La del tiempo puede parecer una historia eterna. En un reloj de sol que se halla en las ruinas de un claustro en Monte Athos, está inscrito en caracteres griegos que “el tiempo es antes que el Génesis”. Los antiguos creyeron aprehender su sombra. “La sombra de un monte”, escribió Ernst Jünger en El libro del reloj de arena, “de un árbol, que llegaba hasta este o aquel punto les proporcionaba medidas de tiempo. Los seres humanos estaban familiarizados ante todo con su propia sombra, que podían observar continuamente. Medían el tiempo por la longitud de la sombra que ellos mismos proyectaban”.

Entre los medios de rastrear la sombra del tiempo, el gnomon no parece el menos admirable. Sin prescindir de la fascinación que puede deparar la simplicidad, ciertos objetos y construcciones elementales pueden convertirse en un gnomon; la sombra de un bastón, por ejemplo, puede representar las horas como una manecilla. Debido a que se reconocía la naturaleza divina del Sol, en Egipto la sombra que proyectaban sus rayos también se consideraban divinos.

Hubo un tiempo, refiere Jünger, en el que la función de los relojes consistía en determinar las horas de los rezos. En el siglo XVII, en Nuremberg, casi no había ninguna calle en la que no hubiera un reloj de sol.
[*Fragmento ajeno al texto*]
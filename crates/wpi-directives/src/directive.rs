//! Directive attribute recognition.

use std::sync::LazyLock;

use regex::Regex;

use crate::html::Tag;

/// `data-wp-<kind>` with an optional `--<suffix>`.
static DIRECTIVE_NAME: LazyLock<Regex> =
    LazyLock::new(|| Regex::new(r"(?i)^data-wp-([a-z]+)(?:--(.+))?$").unwrap());

/// Recognized directive kinds, in application order.
#[derive(Clone, Copy, Debug, PartialEq, Eq, PartialOrd, Ord, Hash)]
pub enum DirectiveKind {
    /// `data-wp-interactive='{"namespace": "..."}'`
    Interactive,
    /// `data-wp-context='{...}'`
    Context,
    /// `data-wp-bind--<attr>="<reference>"`
    Bind,
    /// `data-wp-class--<name>="<reference>"`
    Class,
    /// `data-wp-style--<prop>="<reference>"`
    Style,
}

impl DirectiveKind {
    fn from_name(name: &str) -> Option<Self> {
        match name.to_ascii_lowercase().as_str() {
            "interactive" => Some(Self::Interactive),
            "context" => Some(Self::Context),
            "bind" => Some(Self::Bind),
            "class" => Some(Self::Class),
            "style" => Some(Self::Style),
            _ => None,
        }
    }

    /// Whether the kind takes a `--suffix`.
    fn takes_suffix(self) -> bool {
        matches!(self, Self::Bind | Self::Class | Self::Style)
    }
}

/// A directive read from one attribute.
#[derive(Clone, Debug, PartialEq, Eq)]
pub struct Directive {
    pub kind: DirectiveKind,
    /// Target attribute, class or style property.
    pub suffix: Option<String>,
    /// Attribute value (JSON payload or reference expression).
    pub value: String,
}

impl Directive {
    /// Recognize a directive attribute.
    ///
    /// # Example
    ///
    /// ```
    /// use wpi_directives::{Directive, DirectiveKind};
    ///
    /// let directive = Directive::parse("data-wp-bind--value", "context.myText").unwrap();
    /// assert_eq!(directive.kind, DirectiveKind::Bind);
    /// assert_eq!(directive.suffix.as_deref(), Some("value"));
    ///
    /// assert!(Directive::parse("data-wp-bind", "context.myText").is_none());
    /// assert!(Directive::parse("data-wp-on--click", "actions.go").is_none());
    /// ```
    #[must_use]
    pub fn parse(name: &str, value: &str) -> Option<Self> {
        let captures = DIRECTIVE_NAME.captures(name)?;
        let kind = DirectiveKind::from_name(&captures[1])?;
        let suffix = captures.get(2).map(|m| m.as_str().to_owned());
        if kind.takes_suffix() != suffix.is_some() {
            return None;
        }
        Some(Self {
            kind,
            suffix,
            value: value.to_owned(),
        })
    }
}

/// All directives on a tag, ordered by kind then source position.
#[must_use]
pub fn collect_directives(tag: &Tag) -> Vec<Directive> {
    let mut directives: Vec<Directive> = tag
        .attributes()
        .iter()
        .filter_map(|attr| Directive::parse(attr.name(), attr.value().unwrap_or("")))
        .collect();
    directives.sort_by_key(|directive| directive.kind);
    directives
}

#[cfg(test)]
mod tests {
    use pretty_assertions::assert_eq;

    use super::*;
    use crate::html::{Scanner, Token};

    fn tag(html: &str) -> Tag {
        match Scanner::new(html).next() {
            Some(Token::StartTag { tag, .. }) => tag,
            other => panic!("expected start tag, got {other:?}"),
        }
    }

    #[test]
    fn test_suffix_rules() {
        assert!(Directive::parse("data-wp-interactive", "{}").is_some());
        assert!(Directive::parse("data-wp-interactive--x", "{}").is_none());
        assert!(Directive::parse("data-wp-context", "{}").is_some());
        assert!(Directive::parse("data-wp-class", "context.a").is_none());
        assert!(Directive::parse("data-wp-style--display", "context.a").is_some());
    }

    #[test]
    fn test_case_insensitive_names() {
        let directive = Directive::parse("DATA-WP-Class--Is-Open", "context.a").unwrap();
        assert_eq!(directive.kind, DirectiveKind::Class);
        assert_eq!(directive.suffix.as_deref(), Some("Is-Open"));
    }

    #[test]
    fn test_unrelated_attributes_ignored() {
        assert!(Directive::parse("data-wp", "x").is_none());
        assert!(Directive::parse("data-foo--bar", "x").is_none());
        assert!(Directive::parse("class", "x").is_none());
    }

    #[test]
    fn test_collect_orders_by_kind() {
        let tag = tag(
            r#"<input data-wp-style--display="context.display" data-wp-class--a="context.a" data-wp-bind--value="context.value" data-wp-context='{}' data-wp-interactive='{}' data-wp-bind--title="context.t">"#,
        );
        let directives = collect_directives(&tag);
        let order: Vec<(DirectiveKind, Option<&str>)> = directives
            .iter()
            .map(|d| (d.kind, d.suffix.as_deref()))
            .collect();
        assert_eq!(
            order,
            vec![
                (DirectiveKind::Interactive, None),
                (DirectiveKind::Context, None),
                (DirectiveKind::Bind, Some("value")),
                (DirectiveKind::Bind, Some("title")),
                (DirectiveKind::Class, Some("a")),
                (DirectiveKind::Style, Some("display")),
            ]
        );
    }
}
En otros años 20, Jünger advirtió en El Trabajador que el reloj determina las jornadas diarias de los seres humanos; “todas las cosas se vuelven mensurables, divisibles, seccionables en tramos pequeñísimos y brevísimos, en él todas las cosas son empujadas sin piedad hacia el fogonazo de la conciencia”. El canto del gallo parece haber dejado de ser un anuncio. El “reloj checador”, la sirena de la fábrica, el segundero impone el ritmo de los humanos, sobre todo en las ciudades. Un personaje de Plauto se lamentaba deseando que “los dioses pierdan a quien trajo a este lugar ese reloj que a mí, pobre infeliz, me acorta el día dividiéndome en pedazos”.

Jünger recuerda que ocurrió “por la época en que hicieron su aparición en París los primeros teléfonos. Degas estaba invitado a comer en casa de uno de sus protectores, quien se había hecho instalar una línea telefónica. Para poner de relieve debidamente aquel invento, el anfitrión había hecho que lo llamaran a aquella hora. Cuando volvió de mantener la conversación por teléfono miró expectante al invitado. Y Degas dijo: ‘O sea, que eso es el teléfono: suena un timbre y usted acude’”.

Como el reloj, que podría deparar una forma de disponer del tiempo a voluntad, pero que parece haber sometido la voluntad de los humanos, la invención del teléfono parecía propiciar un instrumento de comunicación humana. Sin embargo, también ha devenido una manera de ordenar, de aislar y enajenar a las personas. Las nuevas maquinaciones han conjuntado ambos ordenamientos: el reloj y el teléfono.

“Dem Glücklichen schlägt keine Uhr” (el reloj no marca las horas del dichoso), revela un refrán alemán, que no olvidaba Jünger. “El reloj”, escribió, “no forma parte del bosque. Tampoco forma parte del mundo de los amantes ni del mundo de los juegos, ni de la música. Las horas que el espíritu pasa en su ocio o entregado a una obra creadora, esas horas el reloj no las mide”.

Una paradoja triste puede sugerir que el virus puede contribuir a retornar al tiempo personal.